In my first monograph, Mexico in the Age of Proposals, 1821–1853, I thus started to think of pronunciamientos, with their accompanying plans and petitions, more as political proposals than as simple acts of rebellion. In a book that was about Mexican political thought and the evolution of the different political groups and factions of the early national period, pronunciamientos appeared to be an expression of their ideas, rather than simple acts of rebellion or insubordination. It was a view that became clearer to me as I went on to research the lives and political careers of two particularly adept and persistent Mexican pronunciados: José María Tornel (1795–1853) and Antonio López de Santa Anna (1794–1876). The sophisticated way they used pronunciamientos to influence policy and further their careers, with a disposition to negotiate with both the government and/or other pronunciados depending on how a particular pronunciamiento cycle was unfolding, demonstrated to me the need to research this particular form of insurrectionary action in depth. By understanding this practice, a practice most (not to say all) Mexican politicians and high-ranking officers adopted at some point or another during these years, it became obvious to me that we would be in a far better position to understand the actual politics and political culture of Independent Mexico. After all, despite its reputation for being an “age of chaos,” this was a period in which, notwithstanding the more than 1500 pronunciamientos that were recorded between 1821 and 1876, or arguably because of them, Mexico did not disintegrate like other early Spanish American republics such as Gran Colombia, the United Provinces of Central America, or the Peru-Bolivian Confederation.

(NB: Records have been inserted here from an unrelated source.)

//! # sovran-hetero
//!
//! Heterogeneous containers with typed views and capability-bounded visitors.
//!
//! `sovran-hetero` stores values of several different types in one logical
//! collection while keeping retrieval type-safe. Three storage strategies are
//! provided, and all of them share the same operations: insert, remove by
//! type, remove by position, iterate a type-filtered view and visit every
//! element through a [`Visitor`].
//!
//! ## Key Features
//!
//! - **Open set**: [`AnyContainer`] accepts any cloneable type without naming
//!   it in advance; each element carries a runtime type tag
//! - **Closed set**: [`VariantContainer`] only accepts the alternatives of an
//!   enum declared with [`variant_set!`]; anything else fails to compile
//! - **Grouped by type**: [`BucketContainer`] keeps one owned bucket per type,
//!   so typed views are plain slices
//! - **Capability-bounded visitors**: a visitor declares the types it handles
//!   once; elements of other types are skipped
//!
//! ## Usage Examples
//!
//! ### Basic Usage
//!
//! ```rust
//! use sovran_hetero::{AnyContainer, Visit, Visitor};
//! use std::fmt::Display;
//!
//! #[derive(Default)]
//! struct Printer {
//!     lines: Vec<String>,
//! }
//!
//! impl Visitor for Printer {
//!     type Types = (i32, f64, String);
//! }
//!
//! impl<T: Display> Visit<T> for Printer {
//!     fn visit(&mut self, value: &T) {
//!         self.lines.push(value.to_string());
//!     }
//! }
//!
//! let mut container = AnyContainer::new();
//! container.push_back(42i32);
//! container.push_back(4.5f64);
//! container.emplace_back::<String, _>("Hello world");
//!
//! // Only the integers
//! let ints: Vec<&i32> = container.common_elements::<i32>().collect();
//! assert_eq!(ints, vec![&42]);
//!
//! // Everything the printer knows about, in insertion order
//! let mut printer = Printer::default();
//! container.visit(&mut printer);
//! assert_eq!(printer.lines, vec!["42", "4.5", "Hello world"]);
//! ```
//!
//! ### Closed Sets
//!
//! ```rust
//! use sovran_hetero::{variant_set, VariantContainer, Visit, Visitor};
//!
//! variant_set! {
//!     #[derive(Debug, Clone)]
//!     pub enum Shape {
//!         Circle(f64),
//!         Square(u32),
//!     }
//! }
//!
//! #[derive(Default)]
//! struct Area(f64);
//!
//! impl Visitor for Area {
//!     type Types = (f64, u32);
//! }
//!
//! impl Visit<f64> for Area {
//!     fn visit(&mut self, radius: &f64) {
//!         self.0 += 3.0 * radius * radius;
//!     }
//! }
//!
//! impl Visit<u32> for Area {
//!     fn visit(&mut self, side: &u32) {
//!         self.0 += f64::from(side * side);
//!     }
//! }
//!
//! let mut shapes = VariantContainer::<Shape>::new();
//! shapes.push_back(1.0f64);
//! shapes.push_back(2u32);
//!
//! let mut area = Area::default();
//! shapes.visit(&mut area);
//! assert_eq!(area.0, 7.0);
//! ```
//!
//! ### Embedding a Container
//!
//! Containers are ordinary values: cloning or dropping the struct that holds
//! one clones or drops its elements too.
//!
//! ```rust
//! use sovran_hetero::BucketContainer;
//!
//! #[derive(Clone, Default)]
//! struct Widget {
//!     extras: BucketContainer,
//! }
//!
//! let mut original = Widget::default();
//! original.extras.push_back(1i32);
//! original.extras.push_back(String::from("label"));
//!
//! let mut copy = original.clone();
//! copy.extras.erase::<i32>();
//!
//! assert_eq!(original.extras.count::<i32>(), 1);
//! assert_eq!(copy.extras.count::<i32>(), 0);
//! assert_eq!(copy.extras.len(), 1);
//! ```
//!
//! ### Error Handling
//!
//! The containers check type tags before casting, so their own operations
//! never fail on types. Forcing a cast on an erased value does:
//!
//! ```rust
//! use sovran_hetero::{AnyContainer, ContainerError};
//!
//! let mut container = AnyContainer::new();
//! container.push_back(String::from("text"));
//!
//! let first = container.get(0).unwrap();
//! match first.downcast_ref::<i32>() {
//!     Ok(value) => println!("Value: {}", value),
//!     Err(ContainerError::TypeMismatch { expected, found }) => {
//!         println!("wanted {}, stored {}", expected, found)
//!     }
//!     Err(e) => println!("Other error: {}", e),
//! }
//!
//! assert!(matches!(
//!     container.try_erase_at(5usize),
//!     Err(ContainerError::OutOfBounds { index: 5, len: 1 })
//! ));
//! ```
//!
//! ## Logging
//!
//! Bookkeeping that is otherwise invisible (bucket registration, erase by
//! type, clearing and copying buckets) emits `tracing` events at the `trace`
//! level. No subscriber is installed by the library.

mod any_container;
mod any_value;
mod bucket;
mod error;
mod position;
mod variant;
mod visitor;

pub use any_container::{AnyContainer, CommonElements};
pub use any_value::AnyValue;
pub use bucket::BucketContainer;
pub use error::ContainerError;
pub use position::{BasePosition, BucketPosition, Position, TypedPosition};
pub use variant::{Member, VariantContainer, VariantSet};
pub use visitor::{TypeFn, TypeList, Visit, Visitor};

#[doc(hidden)]
pub mod __private {
    pub use crate::visitor::visit_slot;
}
//! Crate-wide error type.

use thiserror::Error;

pub type Result<T> = std::result::Result<T, ViewerError>;

#[derive(Debug, Error)]
pub enum ViewerError {
    #[error("invalid address: {text:?} ({reason})")]
    InvalidAddress { text: String, reason: String },

    #[error("cannot compare IPv{left} address with IPv{right} address")]
    VersionMismatch { left: u8, right: u8 },

    #[error("pixel ({x}, {y}) is outside the rendered {width}x{height} bitmap")]
    OutOfBounds { x: i64, y: i64, width: u32, height: u32 },

    #[error("invalid time value: {text:?}")]
    InvalidTime { text: String },

    #[error("backend request failed: {message}")]
    NetworkFailure { status: Option<u16>, message: String },

    #[error("backend reported no bitmap for this request")]
    MissingBitmap,

    #[error("invalid response header {name}: {value:?}")]
    InvalidHeader { name: &'static str, value: String },

    #[error("inconsistent bitmap description: {reason}")]
    InvalidView { reason: String },

    #[error("selection rejected: {reason}")]
    InvalidSelection { reason: String },

    #[error("HTTP error: {0}")]
    Http(#[from] reqwest::Error),

    #[error("base64 payload could not be decoded: {0}")]
    Decode(#[from] base64::DecodeError),

    #[error("bitmap image could not be decoded: {0}")]
    Image(#[from] image::ImageError),

    #[error("I/O error: {0}")]
    Io(#[from] std::io::Error),

    #[error("configuration error: {0}")]
    Config(#[from] serde_yaml::Error),

    #[error("window system error: {message}")]
    Window { message: String },
}

impl ViewerError {
    #[must_use]
    pub fn invalid_address(text: impl Into<String>, reason: impl Into<String>) -> Self {
        Self::InvalidAddress {
            text: text.into(),
            reason: reason.into(),
        }
    }

    #[must_use]
    pub fn invalid_selection(reason: impl Into<String>) -> Self {
        Self::InvalidSelection {
            reason: reason.into(),
        }
    }

    #[must_use]
    pub fn network(status: Option<u16>, message: impl Into<String>) -> Self {
        Self::NetworkFailure {
            status,
            message: message.into(),
        }
    }

    /// Errors the polling loop shrugs off: the next scheduled fetch simply tries again.
    pub fn is_transient(&self) -> bool {
        matches!(
            self,
            Self::NetworkFailure { .. } | Self::Http(_) | Self::MissingBitmap
        )
    }
}

#[cfg(test)]
mod tests {
    use super::ViewerError;

    #[test]
    fn network_failure_is_transient() {
        let error = ViewerError::network(Some(404), "GET image_s.png returned 404");
        assert!(error.is_transient());
        assert_eq!(
            error.to_string(),
            "backend request failed: GET image_s.png returned 404"
        );
    }

    #[test]
    fn selection_error_is_not_transient() {
        let error = ViewerError::invalid_selection("zero-width time range");
        assert!(!error.is_transient());
        assert_eq!(error.to_string(), "selection rejected: zero-width time range");
    }
}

Therefore, having completed my biography of Santa Anna I decided to dedicate myself entirely to researching the Mexican pronunciamiento. I was extremely lucky to be awarded an incredibly generous UK-based Arts and Humanities Research Council (AHRC) grant in 2007 that enabled me to set up the University of St Andrews “Pronunciamiento in Independent Mexico” project. With a dedicated research team focused on collating and analyzing pronunciamientos, we built a relational web-based database of pronunciamiento texts and, on the back of three particularly stimulating conferences, I edited three volumes with Nebraska on different aspects of the pronunciamiento phenomenon: Forceful Negotiations, Malcontents, Rebels, and Pronunciados, and Celebrating Insurrection.

The culmination of nearly twenty years reflecting on the nature of insurrectionary politics in Independent Mexico is this book: one that is obviously about pronunciamientos but also a phenomenon I have chosen to term “mimetic insurrectionism.” I have set out to provide a comprehensive overview of the pronunciamiento practice in Independent Mexico, with the emphasis being on national pronunciamientos. It is a book that is therefore concerned with the dynamics of the pronunciamiento, and in turn, with how a given form of insurrectionary action can spread and become adopted by growing numbers of groups and individuals. It was certainly striking, whilst writing Independent Mexico, as the Arab Spring and Occupy Movement came and went, how many of the findings about the dynamics of the Mexican pronunciamiento, with its need for mimetic copycat constellations of mirror acts of disobedience, still resonate with present-day forms of contestation and forceful negotiation.

It is a study that highlights the extent to which this given insurrectionary form of lobbying and protestation evolved between 1821 and 1858, in terms of who pronounced, why and how they did so, whilst paying attention to the shift that was also experienced in the kind of demands pronunciamientos set out to address. Given the frequency and importance of the pronunciamiento, how most, not to say all, of the main events and changes of this period were the result of pronunciamiento pressure, this book is also, almost by default, a concise political history of Independent Mexico.